= Wilfred J. Delaney =

American mobster

Wilfred J. Delaney (c. 1937 - August 4, 1964) was an American gangster and member of the McLaughlin Gang who was a friend and associate of Harold Hannon, a contract killer who had murdered boxer Tommy Sullivan in 1957.

==Biography==
Delaney was born to second-generation Irish-Americans from Leinster, Ireland. He was known as a friend and criminal associate. He detested the old-fashioned and feminine-sounding name "Wilfred" among his friend and preferred to be called "Willy." By the age of 27 Wilfred had an arrest record for rape and armed robbery. While his friend Harold Hannon was the initial target of the murder, Delaney was unfortunate to be in the company of his friend. Casualties of the McLean-McLaughlin war that claimed dozens in the 1960s, Delaney and Hannon were strangled to death and their corpses were tossed into the Boston Harbor, where they were discovered by longshoremen the following day.
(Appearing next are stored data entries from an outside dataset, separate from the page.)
//! Stand-in stream connectors for tests

use async_trait::async_trait;
use std::sync::atomic::{AtomicU32, Ordering};
use std::sync::Mutex;
use tokio::sync::mpsc;

use crate::error::{MarketDataError, Result};
use crate::websocket::{Incoming, StreamConnection, StreamConnector};

/// Every connect fails
#[derive(Default)]
pub struct RefusingConnector {
    pub attempts: AtomicU32,
}

#[async_trait]
impl StreamConnector for RefusingConnector {
    async fn connect(&self, _url: &str) -> Result<Box<dyn StreamConnection>> {
        self.attempts.fetch_add(1, Ordering::SeqCst);
        Err(MarketDataError::WebSocketConnection("refused".to_string()))
    }
}

/// One connection whose frames the test pushes by hand
pub struct ChannelConnector {
    frames: Mutex<Option<mpsc::UnboundedReceiver<Incoming>>>,
    pub attempts: AtomicU32,
    pub urls: Mutex<Vec<String>>,
}

impl ChannelConnector {
    pub fn new() -> (Self, mpsc::UnboundedSender<Incoming>) {
        let (tx, rx) = mpsc::unbounded_channel();
        let connector = Self {
            frames: Mutex::new(Some(rx)),
            attempts: AtomicU32::new(0),
            urls: Mutex::new(Vec::new()),
        };
        (connector, tx)
    }
}

#[async_trait]
impl StreamConnector for ChannelConnector {
    async fn connect(&self, url: &str) -> Result<Box<dyn StreamConnection>> {
        self.attempts.fetch_add(1, Ordering::SeqCst);
        self.urls.lock().unwrap().push(url.to_string());
        match self.frames.lock().unwrap().take() {
            Some(frames) => Ok(Box::new(ChannelConnection { frames })),
            None => Err(MarketDataError::WebSocketConnection("already used".to_string())),
        }
    }
}

struct ChannelConnection {
    frames: mpsc::UnboundedReceiver<Incoming>,
}

#[async_trait]
impl StreamConnection for ChannelConnection {
    async fn recv(&mut self) -> Result<Incoming> {
        Ok(self.frames.recv().await.unwrap_or(Incoming::Closed))
    }

    async fn ping(&mut self) -> Result<()> {
        Ok(())
    }

    async fn close(&mut self) {}
}
//! Snapshot fetcher for the backend REST API
//!
//! Retrieves the initial bounded datasets (order book, recent trades,
//! candles) and the supported-symbol list. HTTP 429 responses are retried
//! with capped exponential back-off; every other failure is returned to
//! the caller, which falls back to stream-only operation.

use async_trait::async_trait;
use prometheus::IntCounter;
use reqwest::StatusCode;
use serde::de::DeserializeOwned;
use std::time::Duration;
use tokio::time::sleep;
use tracing::{debug, info, warn};

use crate::candles::CandlePoint;
use crate::error::{MarketDataError, Result};
use crate::parser::{DepthSnapshot, KlineRow, SymbolsResponse, TradesResponse};
use crate::trades::TradeTick;

const REQUEST_TIMEOUT: Duration = Duration::from_secs(10);

/// Back-off applied to rate-limited requests
#[derive(Debug, Clone, Copy, PartialEq, Eq)]
pub struct RetryPolicy {
    pub base_delay: Duration,
    pub max_delay: Duration,
    pub max_retries: u32,
}

impl RetryPolicy {
    /// `min(base * 2^retry, max)`
    pub fn delay(&self, retry: u32) -> Duration {
        let factor = 1u32.checked_shl(retry).unwrap_or(u32::MAX);
        self.base_delay.saturating_mul(factor).min(self.max_delay)
    }
}

impl Default for RetryPolicy {
    fn default() -> Self {
        Self {
            base_delay: Duration::from_millis(1000),
            max_delay: Duration::from_millis(5000),
            max_retries: 3,
        }
    }
}

/// Initial datasets a feed seeds itself from
#[cfg_attr(test, mockall::automock)]
#[async_trait]
pub trait MarketDataSource: Send + Sync {
    async fn order_book(&self, symbol: &str) -> Result<DepthSnapshot>;

    async fn recent_trades(&self, symbol: &str, limit: usize) -> Result<Vec<TradeTick>>;

    /// Candles whose open time is at or before `end_time_ms`, oldest first
    async fn klines(
        &self,
        symbol: &str,
        interval: &str,
        limit: u16,
        end_time_ms: Option<i64>,
    ) -> Result<Vec<CandlePoint>>;
}

/// REST client for snapshots and reference data
#[derive(Debug, Clone)]
pub struct RestClient {
    http: reqwest::Client,
    base_url: String,
    retry: RetryPolicy,
    rate_limit_retries: Option<IntCounter>,
}

impl RestClient {
    pub fn new(base_url: &str, retry: RetryPolicy) -> Result<Self> {
        let http = reqwest::Client::builder().timeout(REQUEST_TIMEOUT).build()?;
        Ok(Self {
            http,
            base_url: base_url.trim_end_matches('/').to_string(),
            retry,
            rate_limit_retries: None,
        })
    }

    /// Count every 429 retry on `counter`
    pub fn with_rate_limit_counter(mut self, counter: IntCounter) -> Self {
        self.rate_limit_retries = Some(counter);
        self
    }

    /// GET `path` and decode the JSON body, retrying on 429
    async fn get_json<T: DeserializeOwned>(&self, path: &str, query: &[(&str, String)]) -> Result<T> {
        let url = format!("{}{}", self.base_url, path);
        let mut retry = 0;

        loop {
            debug!(url = %url, query = ?query, retry, "REST request");
            let response = self.http.get(&url).query(query).send().await?;
            let status = response.status();

            if status == StatusCode::TOO_MANY_REQUESTS {
                if retry >= self.retry.max_retries {
                    warn!(url = %url, retries = retry, "Rate limited, giving up");
                    return Err(MarketDataError::RateLimited { retries: retry });
                }
                let delay = self.retry.delay(retry);
                warn!(
                    url = %url,
                    retry = retry + 1,
                    delay_ms = delay.as_millis() as u64,
                    "Rate limited, backing off"
                );
                if let Some(counter) = &self.rate_limit_retries {
                    counter.inc();
                }
                sleep(delay).await;
                retry += 1;
                continue;
            }

            if !status.is_success() {
                return Err(MarketDataError::HttpStatus {
                    status: status.as_u16(),
                    url,
                });
            }

            return Ok(response.json::<T>().await?);
        }
    }

    /// Full order book snapshot
    pub async fn fetch_order_book(&self, symbol: &str) -> Result<DepthSnapshot> {
        let snapshot: DepthSnapshot = self
            .get_json("/orderbook", &[("symbol", symbol.to_string())])
            .await?;
        info!(
            symbol = %symbol,
            bids = snapshot.bids.len(),
            asks = snapshot.asks.len(),
            "Fetched order book snapshot"
        );
        Ok(snapshot)
    }

    /// Most recent trades
    pub async fn fetch_trades(&self, symbol: &str, limit: usize) -> Result<Vec<TradeTick>> {
        let response: TradesResponse = self
            .get_json(
                "/trades",
                &[("symbol", symbol.to_string()), ("limit", limit.to_string())],
            )
            .await?;
        let trades = response
            .trades
            .into_iter()
            .map(TradeTick::try_from)
            .collect::<std::result::Result<Vec<_>, _>>()?;
        info!(symbol = %symbol, count = trades.len(), "Fetched recent trades");
        Ok(trades)
    }

    /// Candles ending at `end_time_ms` (exclusive upper bound is up to the caller)
    pub async fn fetch_klines(
        &self,
        symbol: &str,
        interval: &str,
        limit: u16,
        end_time_ms: Option<i64>,
    ) -> Result<Vec<CandlePoint>> {
        let mut query = vec![
            ("symbol", symbol.to_string()),
            ("interval", interval.to_string()),
            ("limit", limit.to_string()),
        ];
        if let Some(end) = end_time_ms {
            query.push(("endTime", end.to_string()));
        }

        let rows: Vec<KlineRow> = self.get_json("/klines", &query).await?;
        info!(symbol = %symbol, interval = %interval, count = rows.len(), "Fetched klines");
        Ok(rows.into_iter().map(|row| row.0).collect())
    }

    /// Tradable symbols on the venue
    pub async fn fetch_symbols(&self) -> Result<Vec<String>> {
        let response: SymbolsResponse = self.get_json("/binance-symbols", &[]).await?;
        Ok(response.symbols.into_iter().map(|s| s.symbol).collect())
    }
}

#[async_trait]
impl MarketDataSource for RestClient {
    async fn order_book(&self, symbol: &str) -> Result<DepthSnapshot> {
        self.fetch_order_book(symbol).await
    }

    async fn recent_trades(&self, symbol: &str, limit: usize) -> Result<Vec<TradeTick>> {
        self.fetch_trades(symbol, limit).await
    }

    async fn klines(
        &self,
        symbol: &str,
        interval: &str,
        limit: u16,
        end_time_ms: Option<i64>,
    ) -> Result<Vec<CandlePoint>> {
        self.fetch_klines(symbol, interval, limit, end_time_ms).await
    }
}
//! The feeds backing whichever symbol is currently on screen

use tokio_util::sync::CancellationToken;
use tracing::info;

use super::kinds::{CandlesFeed, OrderBookFeed, TradesFeed};
use super::{spawn_feed, FeedContext, FeedFlags, FeedHandle};
use crate::candles::CandleSeries;
use crate::config::Config;
use crate::orderbook::OrderBookView;
use crate::symbols::normalize_symbol;
use crate::trades::TradeTick;

/// Parameters for the three feeds opened per symbol
#[derive(Debug, Clone)]
pub struct SessionFeeds {
    pub order_book: OrderBookFeed,
    pub trades: TradesFeed,
    pub candles: CandlesFeed,
}

impl From<&Config> for SessionFeeds {
    fn from(config: &Config) -> Self {
        Self {
            order_book: OrderBookFeed {
                depth: config.depth_levels,
            },
            trades: TradesFeed {
                max_trades: config.max_trades,
            },
            candles: CandlesFeed {
                interval: config.candle_interval.clone(),
                limit: config.candle_limit,
            },
        }
    }
}

/// Running feeds for one symbol
pub struct SymbolFeeds {
    pub order_book: FeedHandle<OrderBookView>,
    pub trades: FeedHandle<Vec<TradeTick>>,
    pub candles: FeedHandle<CandleSeries>,
}

impl SymbolFeeds {
    pub fn symbol(&self) -> &str {
        self.order_book.symbol()
    }

    /// Flags of all three feeds combined
    pub fn flags(&self) -> FeedFlags {
        [
            self.order_book.flags(),
            self.trades.flags(),
            self.candles.flags(),
        ]
        .into_iter()
        .fold(FeedFlags::default(), |acc, f| FeedFlags {
            not_on_exchange: acc.not_on_exchange || f.not_on_exchange,
            ws_error: acc.ws_error || f.ws_error,
            using_cached_data: acc.using_cached_data || f.using_cached_data,
        })
    }

    pub fn close(&self) {
        self.order_book.close();
        self.trades.close();
        self.candles.close();
    }
}

/// Owns the feeds of the active symbol and swaps them on symbol change
pub struct MarketSession {
    ctx: FeedContext,
    feeds: SessionFeeds,
    root: CancellationToken,
    active: Option<SymbolFeeds>,
}

impl MarketSession {
    pub fn new(ctx: FeedContext, feeds: SessionFeeds) -> Self {
        Self {
            ctx,
            feeds,
            root: CancellationToken::new(),
            active: None,
        }
    }

    pub fn symbol(&self) -> Option<&str> {
        self.active.as_ref().map(SymbolFeeds::symbol)
    }

    pub fn feeds(&self) -> Option<&SymbolFeeds> {
        self.active.as_ref()
    }

    pub fn feeds_mut(&mut self) -> Option<&mut SymbolFeeds> {
        self.active.as_mut()
    }

    /// Tear down the current symbol's feeds, then open all three for `symbol`
    pub fn switch_symbol(&mut self, symbol: &str) -> &mut SymbolFeeds {
        self.close();

        let symbol = normalize_symbol(symbol);
        info!(symbol = %symbol, "Opening feeds");
        let feeds = SymbolFeeds {
            order_book: spawn_feed(self.feeds.order_book.clone(), &symbol, &self.ctx, &self.root),
            trades: spawn_feed(self.feeds.trades.clone(), &symbol, &self.ctx, &self.root),
            candles: spawn_feed(self.feeds.candles.clone(), &symbol, &self.ctx, &self.root),
        };
        self.active.insert(feeds)
    }

    /// Close the active feeds; their pending events are discarded
    pub fn close(&mut self) {
        if let Some(feeds) = self.active.take() {
            info!(symbol = %feeds.symbol(), "Closing feeds");
            feeds.close();
        }
    }
}

impl Drop for MarketSession {
    fn drop(&mut self) {
        self.root.cancel();
    }
}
Gang leader Buddy McLean used a female friend as a ruse to set up Wilfred. She enticed both Delaney and Hannon to come back to her South Boston apartment for sex. When Wilfred and Harold saw McLean with a few of his men in the girl's apartment they tried to escape but were quickly apprehended by the mobsters. The medical examiner later discovered during the autopsies of both men that the killers had used a butane blow torch and badly burned Hannon's genitals, allegedly to get information from him. After getting the information he wanted he strangled them both and dumped them in Boston Harbor. Delaney did not meet the same slow, agonizing, drawn-out death as Harold Hannon. Wilfred was made to swallow large amounts of sedatives and was strangled after he drifted into unconsciousness. The method used to murder Delaney mimics the murder methods of Mullen Gang mob associate Buddy Leonard, ordered by James J. Bulger and bartender Kenneth Conrad, murdered by Louis Litif.